━━ STORED DATA

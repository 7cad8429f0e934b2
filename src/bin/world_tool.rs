use std::collections::BTreeMap;
use std::path::{Path, PathBuf};

use anyhow::{Context, Result};
use chrono::Utc;
use shardkeep::config::PersistConfig;
use shardkeep::content;
use shardkeep::persistence::{decode_world, WorldFile};

const USAGE: &str = "Usage: world_tool [--conf FILE] inspect|verify [PATH]";

fn main() -> Result<()> {
    tracing_subscriber::fmt()
        .with_ansi(std::io::IsTerminal::is_terminal(&std::io::stderr()))
        .with_env_filter(tracing_subscriber::EnvFilter::from_default_env())
        .init();

    let mut conf_file: Option<String> = None;
    let mut command: Option<String> = None;
    let mut path: Option<PathBuf> = None;

    let args: Vec<String> = std::env::args().collect();
    let mut i = 1;
    while i < args.len() {
        match args[i].as_str() {
            "--help" | "--h" | "--?" | "/?" => {
                println!("{}", USAGE);
                return Ok(());
            }
            "--conf" => {
                if i + 1 < args.len() {
                    i += 1;
                    conf_file = Some(args[i].clone());
                } else {
                    eprintln!("Error: --conf requires a FILE argument");
                    return Ok(());
                }
            }
            arg if command.is_none() => command = Some(arg.to_string()),
            arg if path.is_none() => path = Some(PathBuf::from(arg)),
            arg => {
                eprintln!("Error: unexpected argument {}", arg);
                return Ok(());
            }
        }
        i += 1;
    }

    let config = match &conf_file {
        Some(file) => PersistConfig::from_file(file)
            .with_context(|| format!("Cannot load config: {}", file))?,
        None => PersistConfig::default(),
    };
    let path = path.unwrap_or_else(|| config.world_path());

    match command.as_deref() {
        Some("inspect") => inspect(&path),
        Some("verify") => verify(&path, &config),
        _ => {
            eprintln!("{}", USAGE);
            Ok(())
        }
    }
}

fn inspect(path: &Path) -> Result<()> {
    let bytes = std::fs::read(path)
        .with_context(|| format!("Cannot read world file: {}", path.display()))?;
    let file = WorldFile::parse(&bytes)
        .with_context(|| format!("Cannot parse world file: {}", path.display()))?;

    println!("file:       {}", path.display());
    println!("format:     v{}", file.header.format_version);
    println!("saved at:   {}", file.header.saved_at);
    println!("compressed: {}", file.header.compressed());
    println!("body:       {} bytes", file.header.body_len);
    println!("checksum:   {}", hex::encode(file.header.checksum));
    println!("objects:    {}", file.entries.len());

    let mut per_type: BTreeMap<&str, (usize, usize)> = BTreeMap::new();
    for entry in &file.entries {
        let name = file.type_name(entry).unwrap_or("?");
        let slot = per_type.entry(name).or_default();
        slot.0 += 1;
        slot.1 += entry.length as usize;
    }
    for (name, (count, size)) in per_type {
        println!("  {:<20} {:>8} objects {:>10} bytes", name, count, size);
    }
    Ok(())
}

fn verify(path: &Path, config: &PersistConfig) -> Result<()> {
    let bytes = std::fs::read(path)
        .with_context(|| format!("Cannot read world file: {}", path.display()))?;
    let registry = content::registry();
    let (world, report) = decode_world(&bytes, &registry, &config.load_options(), Utc::now())
        .with_context(|| format!("Cannot load world file: {}", path.display()))?;

    println!("loaded:      {}", report.loaded);
    println!("live:        {}", world.len());
    println!("validations: {}", report.validations_run);
    println!("dangling:    {}", report.dangling_dropped);
    println!("skipped:     {}", report.skipped.len());
    for skipped in &report.skipped {
        println!("  {} {}: {}", skipped.type_name, skipped.serial, skipped.reason);
    }

    anyhow::ensure!(
        report.skipped.is_empty(),
        "{} objects failed to load",
        report.skipped.len()
    );
    Ok(())
}
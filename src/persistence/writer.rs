//! Append-only typed binary writer.
//!
//! All multi-byte values are little-endian. Nothing is tagged: the reader must
//! ask for the same types in the same order.

use bytes::{BufMut, Bytes, BytesMut};
use chrono::{DateTime, TimeDelta, Utc};

use super::error::PersistError;
use super::object::Serial;
use super::time;
use super::version::CompactVersion;

pub struct GenericWriter {
    buf: BytesMut,
    /// Reference instant for delta-encoded timestamps.
    now: DateTime<Utc>,
}

impl GenericWriter {
    pub fn new() -> Self {
        Self::at(Utc::now())
    }

    /// Writer whose delta timestamps are taken relative to `now`.
    pub fn at(now: DateTime<Utc>) -> Self {
        Self {
            buf: BytesMut::with_capacity(64),
            now,
        }
    }

    pub fn now(&self) -> DateTime<Utc> {
        self.now
    }

    /// Bytes written so far.
    pub fn position(&self) -> usize {
        self.buf.len()
    }

    pub fn as_slice(&self) -> &[u8] {
        &self.buf
    }

    pub fn into_bytes(self) -> Bytes {
        self.buf.freeze()
    }

    // ── Versions ──────────────────────────────────────────────────────────────

    /// Full-int version tag.
    pub fn write_version(&mut self, version: u32) -> Result<(), PersistError> {
        let tag = i32::try_from(version).map_err(|_| PersistError::VersionOverflow(version))?;
        self.write_int(tag);
        Ok(())
    }

    /// Single-byte version tag with the high bit set.
    pub fn write_compact_version(&mut self, version: CompactVersion) {
        self.write_byte(version.to_byte());
    }

    // ── Primitives ────────────────────────────────────────────────────────────

    pub fn write_bool(&mut self, value: bool) {
        self.buf.put_u8(value as u8);
    }

    pub fn write_byte(&mut self, value: u8) {
        self.buf.put_u8(value);
    }

    pub fn write_short(&mut self, value: i16) {
        self.buf.put_i16_le(value);
    }

    pub fn write_ushort(&mut self, value: u16) {
        self.buf.put_u16_le(value);
    }

    pub fn write_int(&mut self, value: i32) {
        self.buf.put_i32_le(value);
    }

    pub fn write_uint(&mut self, value: u32) {
        self.buf.put_u32_le(value);
    }

    pub fn write_long(&mut self, value: i64) {
        self.buf.put_i64_le(value);
    }

    pub fn write_double(&mut self, value: f64) {
        self.buf.put_f64_le(value);
    }

    /// 7 bits per byte, high bit = more bytes follow. Negative values take 5 bytes.
    pub fn write_encoded_int(&mut self, value: i32) {
        let mut v = value as u32;
        while v >= 0x80 {
            self.buf.put_u8((v | 0x80) as u8);
            v >>= 7;
        }
        self.buf.put_u8(v as u8);
    }

    /// Presence flag, then an encoded length and the UTF-8 bytes.
    pub fn write_string(&mut self, value: Option<&str>) {
        match value {
            Some(s) => {
                self.write_bool(true);
                self.write_encoded_int(s.len() as i32);
                self.buf.put_slice(s.as_bytes());
            }
            None => self.write_bool(false),
        }
    }

    pub fn write_bytes(&mut self, value: &[u8]) {
        self.buf.put_slice(value);
    }

    // ── Time ──────────────────────────────────────────────────────────────────

    pub fn write_date_time(&mut self, value: DateTime<Utc>) {
        self.write_long(time::to_ticks(value));
    }

    /// Offset from the writer's `now` instead of an absolute timestamp.
    pub fn write_delta_time(&mut self, value: DateTime<Utc>) {
        self.write_long(time::encode_delta(value, self.now));
    }

    pub fn write_time_span(&mut self, value: TimeDelta) {
        self.write_long(time::span_to_ticks(value));
    }

    // ── Object references ─────────────────────────────────────────────────────

    pub fn write_serial(&mut self, value: Option<Serial>) {
        self.write_uint(value.map_or(Serial::NONE_RAW, |s| s.0));
    }

    pub fn write_serial_list(&mut self, values: &[Serial]) {
        self.write_int(values.len() as i32);
        for s in values {
            self.write_uint(s.0);
        }
    }
}

impl Default for GenericWriter {
    fn default() -> Self {
        Self::new()
    }
}

#[cfg(test)]
mod tests {
    use super::*;

    fn writer() -> GenericWriter {
        GenericWriter::at(DateTime::from_timestamp(1_000_000, 0).unwrap())
    }

    #[test]
    fn test_little_endian_layout() {
        let mut w = writer();
        w.write_int(0x0102_0304);
        w.write_short(-2);
        w.write_bool(true);
        assert_eq!(w.as_slice(), &[0x04, 0x03, 0x02, 0x01, 0xFE, 0xFF, 0x01]);
    }

    #[test]
    fn test_full_int_version_is_four_bytes() {
        let mut w = writer();
        w.write_version(3).unwrap();
        assert_eq!(w.as_slice(), &[3, 0, 0, 0]);
    }

    #[test]
    fn test_full_int_version_rejects_overflow() {
        let mut w = writer();
        assert!(matches!(
            w.write_version(i32::MAX as u32 + 1),
            Err(PersistError::VersionOverflow(_))
        ));
        assert!(w.as_slice().is_empty());
        w.write_version(i32::MAX as u32).unwrap();
        assert_eq!(w.as_slice(), &[0xFF, 0xFF, 0xFF, 0x7F]);
    }

    #[test]
    fn test_compact_version_sets_high_bit() {
        let mut w = writer();
        w.write_compact_version(CompactVersion::new(5).unwrap());
        assert_eq!(w.as_slice(), &[0x85]);
    }

    #[test]
    fn test_encoded_int() {
        let mut w = writer();
        w.write_encoded_int(127);
        w.write_encoded_int(300);
        assert_eq!(w.as_slice(), &[0x7F, 0xAC, 0x02]);

        let mut w = writer();
        w.write_encoded_int(-1);
        assert_eq!(w.as_slice(), &[0xFF, 0xFF, 0xFF, 0xFF, 0x0F]);
    }

    #[test]
    fn test_string_and_null_string() {
        let mut w = writer();
        w.write_string(Some("Lord British"));
        w.write_string(None);
        let bytes = w.as_slice();
        assert_eq!(bytes[0], 1);
        assert_eq!(bytes[1], 12);
        assert_eq!(&bytes[2..14], b"Lord British");
        assert_eq!(bytes[14], 0);
        assert_eq!(bytes.len(), 15);
    }

    #[test]
    fn test_missing_serial_is_all_ones() {
        let mut w = writer();
        w.write_serial(None);
        w.write_serial(Some(Serial(2)));
        assert_eq!(w.as_slice(), &[0xFF, 0xFF, 0xFF, 0xFF, 2, 0, 0, 0]);
    }

    #[test]
    fn test_delta_time_relative_to_now() {
        let mut w = writer();
        let ten_secs_ago = w.now() - TimeDelta::seconds(10);
        w.write_delta_time(ten_secs_ago);
        let delta = i64::from_le_bytes(w.as_slice().try_into().unwrap());
        assert_eq!(delta, -10 * time::TICKS_PER_SECOND);
    }
}
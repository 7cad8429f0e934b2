//! Persistent content types.
//!
//! Each type here carries real version history: hand-written read ladders,
//! layout-driven records, compact version bytes with legacy streams, a base
//! layer that changed shape, and references resolved after load.

use crate::persistence::TypeRegistry;

/// Accessors every content type implements the same way.
macro_rules! persistent_common {
    () => {
        fn serial(&self) -> $crate::persistence::Serial {
            self.serial
        }

        fn type_name(&self) -> &'static str {
            <Self as $crate::persistence::PersistentType>::TYPE_NAME
        }

        fn as_any(&self) -> &dyn std::any::Any {
            self
        }

        fn as_any_mut(&mut self) -> &mut dyn std::any::Any {
            self
        }
    };
}

pub mod citizen;
pub mod durable;
pub mod dye_tub;
pub mod keg;
pub mod township;

pub use citizen::Citizen;
pub use durable::Durable;
pub use dye_tub::DyeTubCharged;
pub use keg::PotionKeg;
pub use township::{TownshipDoor, TownshipStatic};

/// World registry holding every township item.
pub const TOWNSHIP_ITEMS: &str = "township_items";

/// Register every content type with `registry`.
pub fn register_all(registry: &mut TypeRegistry) {
    registry
        .register::<Durable>()
        .register::<PotionKeg>()
        .register::<Citizen>()
        .register::<TownshipStatic>()
        .register::<TownshipDoor>()
        .register::<DyeTubCharged>();
}

/// A registry with every content type.
pub fn registry() -> TypeRegistry {
    let mut registry = TypeRegistry::new();
    register_all(&mut registry);
    registry
}
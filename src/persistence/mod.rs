//! Versioned object persistence.
//!
//! Every persistent type writes a version tag followed by its fields, newest
//! first, and reads them back through a waterfall: the reader starts at the
//! stream's version and falls through to the oldest, filling defaults for
//! anything the stream predates.

pub mod error;
pub mod layout;
pub mod object;
pub mod reader;
pub mod registry;
pub mod store;
pub mod time;
pub mod validation;
pub mod version;
pub mod world;
pub mod writer;

pub use error::PersistError;
pub use layout::{FieldDescriptor, FieldKind, FieldOrder, FieldValue, Layer, Layout, Record};
pub use object::{to_bytes, LoadContext, Persistent, PersistentType, Serial};
pub use reader::GenericReader;
pub use registry::TypeRegistry;
pub use store::{
    decode_world, encode_world, LoadOptions, LoadReport, SaveOptions, SaveStrategy, WorldFile,
    WorldStore,
};
pub use validation::{DanglingPolicy, ValidationQueue};
pub use version::{CompactVersion, VersionEncoding};
pub use world::WorldState;
pub use writer::GenericWriter;
use std::collections::HashMap;

use super::object::{Persistent, PersistentType, Serial};

/// Builds an empty shell of a type for the loader to deserialize into.
pub type Constructor = fn(Serial) -> Box<dyn Persistent>;

fn construct_boxed<T: PersistentType>(serial: Serial) -> Box<dyn Persistent> {
    Box::new(T::construct(serial))
}

/// Type name → constructor, used to pick the decode routine for each entry
/// of a world file.
#[derive(Default, Clone)]
pub struct TypeRegistry {
    constructors: HashMap<&'static str, Constructor>,
}

impl TypeRegistry {
    pub fn new() -> Self {
        Self::default()
    }

    pub fn register<T: PersistentType>(&mut self) -> &mut Self {
        if self
            .constructors
            .insert(T::TYPE_NAME, construct_boxed::<T>)
            .is_some()
        {
            tracing::warn!("[registry] type {} registered twice", T::TYPE_NAME);
        }
        self
    }

    pub fn contains(&self, type_name: &str) -> bool {
        self.constructors.contains_key(type_name)
    }

    pub fn construct(&self, type_name: &str, serial: Serial) -> Option<Box<dyn Persistent>> {
        self.constructors.get(type_name).map(|ctor| ctor(serial))
    }

    /// Registered names, sorted.
    pub fn type_names(&self) -> Vec<&'static str> {
        let mut names: Vec<_> = self.constructors.keys().copied().collect();
        names.sort_unstable();
        names
    }

    pub fn len(&self) -> usize {
        self.constructors.len()
    }

    pub fn is_empty(&self) -> bool {
        self.constructors.is_empty()
    }
}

━━━━

The first line of the records begins the span, and the line containing "while i < args.len()" ends it. Reproduce that span exactly, both ends included.

repository 7cad8429f0e934b2
filename src/bin/world_tool.rs
use std::collections::BTreeMap;
use std::path::{Path, PathBuf};

use anyhow::{Context, Result};
use chrono::Utc;
use shardkeep::config::PersistConfig;
use shardkeep::content;
use shardkeep::persistence::{decode_world, WorldFile};

const USAGE: &str = "Usage: world_tool [--conf FILE] inspect|verify [PATH]";

fn main() -> Result<()> {
    tracing_subscriber::fmt()
        .with_ansi(std::io::IsTerminal::is_terminal(&std::io::stderr()))
        .with_env_filter(tracing_subscriber::EnvFilter::from_default_env())
        .init();

    let mut conf_file: Option<String> = None;
    let mut command: Option<String> = None;
    let mut path: Option<PathBuf> = None;

    let args: Vec<String> = std::env::args().collect();
    let mut i = 1;
    while i < args.len() {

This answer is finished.